## Assignment
Retype every entry exactly, down to the last character.
Dataset extract: Begin
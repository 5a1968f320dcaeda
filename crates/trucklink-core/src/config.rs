//! Orchestrator configuration
//!
//! Tunables for the command orchestrator, stored as JSON. Every field has a
//! default, so a partial (or empty) file is valid.

use serde::{Deserialize, Serialize};
use std::fs;
use std::path::Path;
use std::time::Duration;
use thiserror::Error;

/// Errors loading or validating configuration
#[derive(Error, Debug)]
pub enum ConfigError {
    #[error("I/O error: {0}")]
    Io(#[from] std::io::Error),

    #[error("Invalid configuration JSON: {0}")]
    Parse(#[from] serde_json::Error),

    #[error("Invalid configuration: {0}")]
    Invalid(String),
}

/// Command orchestrator settings
#[derive(Debug, Clone, PartialEq, Serialize, Deserialize)]
pub struct OrchestratorConfig {
    /// Glow plugs run when the cached outside temperature is at or below this (°F)
    #[serde(default = "default_glow_plug_threshold_f")]
    pub glow_plug_threshold_f: f64,

    /// How long Success/Error stays visible before resetting to Idle
    #[serde(default = "default_result_display_secs")]
    pub result_display_secs: u64,

    /// Number of command records kept in history
    #[serde(default = "default_history_capacity")]
    pub history_capacity: usize,

    /// Length of one pre-warm countdown tick
    #[serde(default = "default_countdown_tick_ms")]
    pub countdown_tick_ms: u64,
}

fn default_glow_plug_threshold_f() -> f64 {
    50.0
}

fn default_result_display_secs() -> u64 {
    2
}

fn default_history_capacity() -> usize {
    5
}

fn default_countdown_tick_ms() -> u64 {
    1000
}

impl Default for OrchestratorConfig {
    fn default() -> Self {
        Self {
            glow_plug_threshold_f: default_glow_plug_threshold_f(),
            result_display_secs: default_result_display_secs(),
            history_capacity: default_history_capacity(),
            countdown_tick_ms: default_countdown_tick_ms(),
        }
    }
}

impl OrchestratorConfig {
    /// Load and validate a JSON config file
    pub fn load<P: AsRef<Path>>(path: P) -> Result<Self, ConfigError> {
        let content = fs::read_to_string(path)?;
        let config: OrchestratorConfig = serde_json::from_str(&content)?;
        config.validate()?;
        Ok(config)
    }

    /// Write the config as pretty JSON
    pub fn save<P: AsRef<Path>>(&self, path: P) -> Result<(), ConfigError> {
        let content = serde_json::to_string_pretty(self)?;
        fs::write(path, content)?;
        Ok(())
    }

    /// Reject values the orchestrator cannot run with
    pub fn validate(&self) -> Result<(), ConfigError> {
        if self.history_capacity == 0 {
            return Err(ConfigError::Invalid(
                "history_capacity must be at least 1".to_string(),
            ));
        }
        if self.countdown_tick_ms == 0 {
            return Err(ConfigError::Invalid(
                "countdown_tick_ms must be greater than 0".to_string(),
            ));
        }
        if !self.glow_plug_threshold_f.is_finite() {
            return Err(ConfigError::Invalid(
                "glow_plug_threshold_f must be a finite number".to_string(),
            ));
        }
        Ok(())
    }

    /// Result display delay
    pub fn result_display(&self) -> Duration {
        Duration::from_secs(self.result_display_secs)
    }

    /// Countdown tick length
    pub fn countdown_tick(&self) -> Duration {
        Duration::from_millis(self.countdown_tick_ms)
    }
}

#[cfg(test)]
mod tests {
    use super::*;
    use pretty_assertions::assert_eq;
    use tempfile::TempDir;

    #[test]
    fn test_defaults() {
        let config = OrchestratorConfig::default();
        assert_eq!(config.glow_plug_threshold_f, 50.0);
        assert_eq!(config.result_display(), Duration::from_secs(2));
        assert_eq!(config.history_capacity, 5);
        assert_eq!(config.countdown_tick(), Duration::from_secs(1));
        assert!(config.validate().is_ok());
    }

    #[test]
    fn test_partial_json_uses_defaults() {
        let config: OrchestratorConfig =
            serde_json::from_str(r#"{ "glow_plug_threshold_f": 40.0 }"#).unwrap();
        assert_eq!(
            config,
            OrchestratorConfig {
                glow_plug_threshold_f: 40.0,
                ..Default::default()
            }
        );
    }

    #[test]
    fn test_save_and_load() {
        let dir = TempDir::new().unwrap();
        let path = dir.path().join("orchestrator.json");
        let config = OrchestratorConfig {
            history_capacity: 10,
            ..Default::default()
        };

        config.save(&path).unwrap();
        assert_eq!(OrchestratorConfig::load(&path).unwrap(), config);
    }

    #[test]
    fn test_load_rejects_invalid() {
        let dir = TempDir::new().unwrap();
        let path = dir.path().join("orchestrator.json");

        fs::write(&path, r#"{ "history_capacity": 0 }"#).unwrap();
        assert!(matches!(
            OrchestratorConfig::load(&path),
            Err(ConfigError::Invalid(_))
        ));

        fs::write(&path, "not json").unwrap();
        assert!(matches!(
            OrchestratorConfig::load(&path),
            Err(ConfigError::Parse(_))
        ));

        assert!(matches!(
            OrchestratorConfig::load(dir.path().join("missing.json")),
            Err(ConfigError::Io(_))
        ));
    }
}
Dataset extract: End
## Response
repository 5a1968f320dcaeda
filename crates/trucklink-core/src/config.rs
//! Orchestrator configuration
//!
//! Tunables for the command orchestrator, stored as JSON. Every field has a
//! default, so a partial (or empty) file is valid.

use serde::{Deserialize, Serialize};
use std::fs;
use std::path::Path;
use std::time::Duration;
use thiserror::Error;

/// Errors loading or validating configuration
#[derive(Error, Debug)]
pub enum ConfigError {
    #[error("I/O error: {0}")]
    Io(#[from] std::io::Error),

    #[error("Invalid configuration JSON: {0}")]
    Parse(#[from] serde_json::Error),

    #[error("Invalid configuration: {0}")]
    Invalid(String),
}

/// Command orchestrator settings
#[derive(Debug, Clone, PartialEq, Serialize, Deserialize)]
pub struct OrchestratorConfig {
    /// Glow plugs run when the cached outside temperature is at or below this (°F)
    #[serde(default = "default_glow_plug_threshold_f")]
    pub glow_plug_threshold_f: f64,

    /// How long Success/Error stays visible before resetting to Idle
    #[serde(default = "default_result_display_secs")]
    pub result_display_secs: u64,

    /// Number of command records kept in history
    #[serde(default = "default_history_capacity")]
    pub history_capacity: usize,

    /// Length of one pre-warm countdown tick
    #[serde(default = "default_countdown_tick_ms")]
    pub countdown_tick_ms: u64,
}

fn default_glow_plug_threshold_f() -> f64 {
    50.0
}

fn default_result_display_secs() -> u64 {
    2
}

fn default_history_capacity() -> usize {
    5
}

fn default_countdown_tick_ms() -> u64 {
    1000
}

impl Default for OrchestratorConfig {
    fn default() -> Self {
        Self {
            glow_plug_threshold_f: default_glow_plug_threshold_f(),
            result_display_secs: default_result_display_secs(),
            history_capacity: default_history_capacity(),
            countdown_tick_ms: default_countdown_tick_ms(),
        }
    }
}

impl OrchestratorConfig {
    /// Load and validate a JSON config file
    pub fn load<P: AsRef<Path>>(path: P) -> Result<Self, ConfigError> {
        let content = fs::read_to_string(path)?;
        let config: OrchestratorConfig = serde_json::from_str(&content)?;
        config.validate()?;
        Ok(config)
    }

    /// Write the config as pretty JSON
    pub fn save<P: AsRef<Path>>(&self, path: P) -> Result<(), ConfigError> {
        let content = serde_json::to_string_pretty(self)?;
        fs::write(path, content)?;
        Ok(())
    }

    /// Reject values the orchestrator cannot run with
    pub fn validate(&self) -> Result<(), ConfigError> {
        if self.history_capacity == 0 {
            return Err(ConfigError::Invalid(
                "history_capacity must be at least 1".to_string(),
            ));
        }
        if self.countdown_tick_ms == 0 {
            return Err(ConfigError::Invalid(
                "countdown_tick_ms must be greater than 0".to_string(),
            ));
        }
        if !self.glow_plug_threshold_f.is_finite() {
            return Err(ConfigError::Invalid(
                "glow_plug_threshold_f must be a finite number".to_string(),
            ));
        }
        Ok(())
    }

    /// Result display delay
    pub fn result_display(&self) -> Duration {
        Duration::from_secs(self.result_display_secs)
    }

    /// Countdown tick length
    pub fn countdown_tick(&self) -> Duration {
        Duration::from_millis(self.countdown_tick_ms)
    }
}

#[cfg(test)]
mod tests {
    use super::*;
    use pretty_assertions::assert_eq;
    use tempfile::TempDir;

    #[test]
    fn test_defaults() {
        let config = OrchestratorConfig::default();
        assert_eq!(config.glow_plug_threshold_f, 50.0);
        assert_eq!(config.result_display(), Duration::from_secs(2));
        assert_eq!(config.history_capacity, 5);
        assert_eq!(config.countdown_tick(), Duration::from_secs(1));
        assert!(config.validate().is_ok());
    }

    #[test]
    fn test_partial_json_uses_defaults() {
        let config: OrchestratorConfig =
            serde_json::from_str(r#"{ "glow_plug_threshold_f": 40.0 }"#).unwrap();
        assert_eq!(
            config,
            OrchestratorConfig {
                glow_plug_threshold_f: 40.0,
                ..Default::default()
            }
        );
    }

    #[test]
    fn test_save_and_load() {
        let dir = TempDir::new().unwrap();
        let path = dir.path().join("orchestrator.json");
        let config = OrchestratorConfig {
            history_capacity: 10,
            ..Default::default()
        };

        config.save(&path).unwrap();
        assert_eq!(OrchestratorConfig::load(&path).unwrap(), config);
    }

    #[test]
    fn test_load_rejects_invalid() {
        let dir = TempDir::new().unwrap();
        let path = dir.path().join("orchestrator.json");

        fs::write(&path, r#"{ "history_capacity": 0 }"#).unwrap();
        assert!(matches!(
            OrchestratorConfig::load(&path),
            Err(ConfigError::Invalid(_))
        ));

        fs::write(&path, "not json").unwrap();
        assert!(matches!(
            OrchestratorConfig::load(&path),
            Err(ConfigError::Parse(_))
        ));

        assert!(matches!(
            OrchestratorConfig::load(dir.path().join("missing.json")),
            Err(ConfigError::Io(_))
        ));
    }
}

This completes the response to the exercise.